Tuesday, December 11, 2007

Finding The Orange County Home Buyers - Our 10% Theory For Real Estate Sales

Orange County, California home buyers are certainly not as plentiful as they were for the last six or seven years. If anybody has picked up a newspaper recently, they are well aware of the headlines that that would like them to believe that absolutely no homes in Orange County have been sold in the past twelve months! Headlines such as "Record Foreclosures", "Flat Sales", "Prices Falling", have been doing enough damage on their own, to speak nothing of some rather famous pundits and authors adhering to a lazy broad brush generalizations in stating things like "Don't buy any real estate for at least a few more years!" Stating things as blatant as this is not only irresponsible, but it just could not be any further from the truth! Homes are still being sold, and buyers are still actively looking for houses in Orange County. The question is how to find them.

Perceptions Of Real Estate In Orange County

The average Orange County home buyer has certain perceptions of the market and the sellers of the real estate have perceptions as well. People looking at purchasing the Orange County real estate are often told that it is a buyers market, all the sellers are in foreclosure, and that they really should wait more as prices will come down. The owners of Orange County real estate have some perceptions of their own. They usually believe that the buyers have magically disappeared, the ones that do exist are all trying to make low ball offers, and that if they just wait, the prices will come back.

The Reality of Orange County Realty

Obviously, we have some discrepancies of opinion between the two sides! The fact is that real estate continues to sell throughout most of Orange County, albeit at a slower pace than two years ago. Real estate always has been and always will be a local business, and by local we mean zip code, neighborhood, or even street specific. It is completely normal to see a rapidly slipping market on one side of the street, while just on the other side, sales continue to chug along.

While Orange County real estate statistics remains rooted at a local level, there are some general concepts that can be applied across the county. One such concept is what we call the top percentage principle. Our principle states that only a certain number, or percentage, of homes will sell each month within a specific neighborhood, and a house will not sell until it enters into that top percentage of real or perceived "deals." For example, lets say the top percentage in a certain neighborhood is 10%. This means that if a home owner in the area wants to sell their home, they will need to be in the top 10% of real or perceived "deals" within that area in order to get it sold. If they are not, they will need to break into the top 10% of deals for next month or the home will still not sell. The actual percentage number will fluctuate with area and time, but the concept itself will hold steady.

Sales volume is not the only factor that should be measured at a local level. Home prices throughout Orange County are also fluctuating zip code to zip code. Even though its beyond the scope of this post, we can provide home buyers with many examples of areas in the county that are not in a price decline if they'd like to contact us.

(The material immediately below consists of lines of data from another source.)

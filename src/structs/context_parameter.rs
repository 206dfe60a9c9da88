use super::image::Image;
use super::point::Point;
use super::template_patch::TemplatePatch;

/// Per-pixel entropy estimate and the feature derived from neighboring
/// entropies, used to pick which `ModelParameterUnit` a pixel's mixture
/// distribution comes from.
#[derive(Debug, Clone, Copy, PartialEq)]
pub struct ContextParameterUnit {
    /// `-log2(probability)` of the coded/decoded symbol at this pixel, in bits.
    pub entropy: f64,
    /// Weighted average of causal-neighbor entropies, used as the context
    /// feature fed into `ModelParameterMap::set_unit`.
    pub feature: f64,
}

impl Default for ContextParameterUnit {
    fn default() -> Self {
        // Maximal uncertainty for an 8-bit pixel before anything has been
        // coded: `log2(256) == 8` bits.
        ContextParameterUnit {
            entropy: 8.0,
            feature: 8.0,
        }
    }
}

/// Grid of per-pixel `ContextParameterUnit`s.
pub struct ContextParameterMap {
    units: Image<ContextParameterUnit>,
}

impl ContextParameterMap {
    pub fn new(width: i32, height: i32) -> Self {
        ContextParameterMap {
            units: Image::new(width, height),
        }
    }

    pub fn get(&self, p: Point) -> ContextParameterUnit {
        *self.units.get(p)
    }

    pub fn set_entropy(&mut self, p: Point, entropy: f64) {
        self.units.get_mut(p).entropy = entropy;
    }

    /// Recomputes `feature` at `p` as the template-weighted average of
    /// causal-neighbor entropies, clipped to image bounds; points outside
    /// the image fall back to the default 8-bit entropy, matching
    /// `ContextParameterMap_<T>::update_feature`.
    pub fn update_feature(&mut self, p: Point, template: &TemplatePatch) {
        let mut feature = 0.0;
        for (&offset, &weight) in template.points().iter().zip(template.weights()) {
            let q = p + offset;
            let entropy = if self.units.contains(q) {
                self.units.get(q).entropy
            } else {
                8.0
            };
            feature += weight * entropy;
        }
        self.units.get_mut(p).feature = feature;
    }
}

#[cfg(test)]
mod test {
    use super::*;

    #[test]
    fn test_default_entropy_is_eight_bits() {
        let map = ContextParameterMap::new(4, 4);
        assert_eq!(map.get(Point::new(0, 0)).entropy, 8.0);
    }

    #[test]
    fn test_feature_is_weighted_average_of_neighbors() {
        let mut map = ContextParameterMap::new(4, 4);
        map.set_entropy(Point::new(0, 0), 2.0);
        map.set_entropy(Point::new(1, 0), 4.0);

        let template = TemplatePatch::diamond(1, 1.0);
        map.update_feature(Point::new(1, 1), &template);

        let feature = map.get(Point::new(1, 1)).feature;
        assert!(feature > 0.0);
        assert!(feature <= 8.0);
    }

    #[test]
    fn test_feature_defaults_to_eight_near_border() {
        let mut map = ContextParameterMap::new(4, 4);
        let template = TemplatePatch::diamond(2, 1.0);
        map.update_feature(Point::new(0, 0), &template);
        assert_eq!(map.get(Point::new(0, 0)).feature, 8.0);
    }
}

What it all means to Orange County home buyers and sellers


For sellers of the local real estate, the most important thing they can do is get into that top percentage of homes that are selling, and get there quickly! This can be done a few ways, but remember first that perceived value is just as important as tangible value. Perceived and tangible value can be created by a combination of the proper marketing, benefits, and competitive pricing. More often than not, home sellers do not mind the first two factors, but find the third to be excruciatingly painful. Despite the pain levels, Orange County real estate owners need to have their Realtors evaluate the market and get their property priced according to what has sold this month. This needs to be done quickly because time is not the cure when new listing are coming up every day making it tougher and tougher each month to get into that top percentage.

As a seller of Orange County real estate, if your saying things like "I can just wait for the right buyer/market", "I don't really need to sell", or "I need xxx dollars despite what the research says" our best advice for the market is to just get out. This truly is not a time for unmotivated sellers to "play the market" and just see if they can get some unjustifiable price. For motivated sellers who really want to sell, careful adherence to our top percentage principle will enable them to find the buyers and ultimately get their Orange County home sold.


Orange County home buyers also need to understand a few things about the current market. Despite what the headlines read, the best deals on the market are selling, and often selling fast. To illustrate this point, we operate a section on our website that we call the Orange County hot property of the week. In it, we post some of the best deals to be found on property in all types of price ranges. As of this date, we are needing to update our section at least every week and a half or our site is outdated as these good deals are just not available. This speaks volumes as to the health of the market!

It is true that there are many properties on the market in Orange County, and as we all know, many of them are still grossly overpriced. Some sellers have gotten ahead of the curve and offered attractive properties at very competitive prices. These are the properties that fit into our top percentage principle. Now then, just because a limited number of homes are actually selling, and some of them may be distress sales, like foreclosures, it does not mean buyers will be able to buy the homes for pennies on the dollar. This concept is best explained in our 6 part write-up on Orange County foreclosure property.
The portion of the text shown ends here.